A newly discovered protein protects the brain against the effects of stroke.

Last Updated: May 24, 2011, 16:57 PM IST

Washington: A newly discovered "survival protein" protects the brain against the effects of stroke by interfering with a particular kind of brain cell death that is often found in cases of Parkinson`s disease and heart attack.

Scientists from Johns Hopkins University in the US say they exploited the fact that when brain tissue is subjected to a stressful but not lethal effect, a defence response occurs that protects cells from subsequent effects.

The scientists dissected this preconditioning pathway to identify the most critical molecular players, one of which is the newly identified protein protector called Iduna, reports the journal Nature Medicine.

Named for a mythological Norwegian goddess who guards a tree full of golden apples used in restoring health to sick and injured gods, the Iduna protein increased three-to four-fold in preconditioned mouse brain tissue, according to the scientists.

"Apparently, what doesn`t kill you makes you stronger," says Valina Dawson, professor of neurology and neuroscience at the Johns Hopkins Institute of Cell Engineering.

"This protective response was broad in its defence of neurons and glia and blood vessels - the entire brain. It`s not just a delay of death, but real protection that lasts for about 72 hours," adds Dawson, according to a Johns Hopkins statement.

The team noted that Iduna works by interrupting a cascade of molecular events that result in a common and widespread type of brain cell death called parthanatos often found in cases of stroke, Parkinson`s disease, diabetes and heart attack.

By binding with a molecule known as PAR polymer, Iduna prevents the movement of cell-death-inducing factor (AIF) into a cell`s nucleus.

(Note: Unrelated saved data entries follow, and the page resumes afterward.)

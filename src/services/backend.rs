use std::time::Duration;

use anyhow::{Context, Result};
use reqwest::{Client, StatusCode};
use serde_json::Value;

use crate::core::config::Settings;
use crate::schemas::backend::{
    AttendanceQuery, AttendancePushRow, GradePushRow, GradeSyncRequest, RemoteAttendanceRow,
};

const KNOWN_EXTENSIONS: &[&str] = &[".php", ".html", ".htm", ".asp", ".aspx", ".cgi"];

/// Client for the attendance/grades backend: one POST endpoint, static API
/// key, action-discriminated request bodies.
#[derive(Debug, Clone)]
pub(crate) struct BackendService {
    client: Client,
    endpoint: String,
    api_key: String,
    professor_name: String,
}

impl BackendService {
    pub(crate) fn from_settings(settings: &Settings) -> Result<Self> {
        let timeout = Duration::from_secs(settings.backend().timeout_seconds);
        let client = Client::builder()
            .connect_timeout(Duration::from_secs(20))
            .timeout(timeout)
            .build()
            .context("Failed to build backend HTTP client")?;

        Ok(Self {
            client,
            endpoint: sanitize_endpoint(&settings.backend().endpoint),
            api_key: settings.backend().api_key.clone(),
            professor_name: settings.backend().professor_name.clone(),
        })
    }

    pub(crate) fn professor_name(&self) -> &str {
        &self.professor_name
    }

    /// One read: every remote attendance row for the configured professor.
    /// A 404 or an empty body means the professor has no records yet.
    pub(crate) async fn fetch_attendance(&self) -> Result<Vec<RemoteAttendanceRow>> {
        let response = self
            .client
            .post(&self.endpoint)
            .header("X-Api-Key", &self.api_key)
            .json(&AttendanceQuery::new(&self.professor_name))
            .send()
            .await
            .context("Failed to call the attendance backend")?;

        let status = response.status();
        if status == StatusCode::NOT_FOUND {
            return Ok(Vec::new());
        }

        let raw_body = response.text().await.context("Failed to read the attendance response")?;
        if !status.is_success() {
            anyhow::bail!(
                "Attendance fetch failed (status {}): {}",
                status,
                extract_error_message(&raw_body)
            );
        }

        if raw_body.trim().is_empty() {
            return Ok(Vec::new());
        }

        serde_json::from_str(&raw_body).map_err(|err| {
            anyhow::anyhow!("Attendance backend returned an unexpected body: {err}: {raw_body}")
        })
    }

    /// One batched write; the backend upserts row by row and never deletes.
    pub(crate) async fn push_attendance(&self, rows: &[AttendancePushRow]) -> Result<()> {
        let response = self
            .client
            .post(&self.endpoint)
            .header("X-Api-Key", &self.api_key)
            .json(rows)
            .send()
            .await
            .context("Failed to push attendance records")?;

        let status = response.status();
        if !status.is_success() {
            let raw_body = response.text().await.unwrap_or_default();
            anyhow::bail!(
                "Attendance push failed (status {}): {}",
                status,
                extract_error_message(&raw_body)
            );
        }

        Ok(())
    }

    pub(crate) async fn push_grades(&self, rows: Vec<GradePushRow>) -> Result<()> {
        let response = self
            .client
            .post(&self.endpoint)
            .header("X-Api-Key", &self.api_key)
            .json(&GradeSyncRequest::new(rows))
            .send()
            .await
            .context("Failed to push grades")?;

        let status = response.status();
        if !status.is_success() {
            let raw_body = response.text().await.unwrap_or_default();
            anyhow::bail!(
                "Grade push failed (status {}): {}",
                status,
                extract_error_message(&raw_body)
            );
        }

        Ok(())
    }
}

/// Saved endpoint URLs sometimes carry path segments pasted after the script
/// name. The path is truncated after the first segment ending in a known
/// file extension.
pub(crate) fn sanitize_endpoint(raw: &str) -> String {
    let trimmed = raw.trim().trim_end_matches('/');
    let Some(scheme_end) = trimmed.find("://") else {
        return trimmed.to_string();
    };

    let Some(path_start) = trimmed[scheme_end + 3..].find('/') else {
        return trimmed.to_string();
    };
    let (scheme_host, path) = trimmed.split_at(scheme_end + 3 + path_start);

    let mut kept: Vec<&str> = Vec::new();
    for segment in path.split('/').filter(|segment| !segment.is_empty()) {
        kept.push(segment);
        let lower = segment.to_ascii_lowercase();
        if KNOWN_EXTENSIONS.iter().any(|extension| lower.ends_with(extension)) {
            return format!("{}/{}", scheme_host, kept.join("/"));
        }
    }

    trimmed.to_string()
}

fn extract_error_message(raw_body: &str) -> String {
    if let Ok(parsed) = serde_json::from_str::<Value>(raw_body) {
        if let Some(message) = parsed
            .get("message")
            .and_then(Value::as_str)
            .or_else(|| parsed.get("error").and_then(Value::as_str))
        {
            return message.to_string();
        }
    }

    if raw_body.trim().is_empty() {
        "unknown_error".to_string()
    } else {
        raw_body.trim().to_string()
    }
}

In some of the experiments, Dawson and her team exposed mouse brain cells to short bursts of a toxic chemical, and then screened these "preconditioned" cells for genes that turned on as a result.

Focusing on Iduna, the researchers turned up the gene`s activity in the cells during exposure to the toxic chemical that induced preconditioning.

Cells deficient in Iduna did not survive, but those with more Iduna did.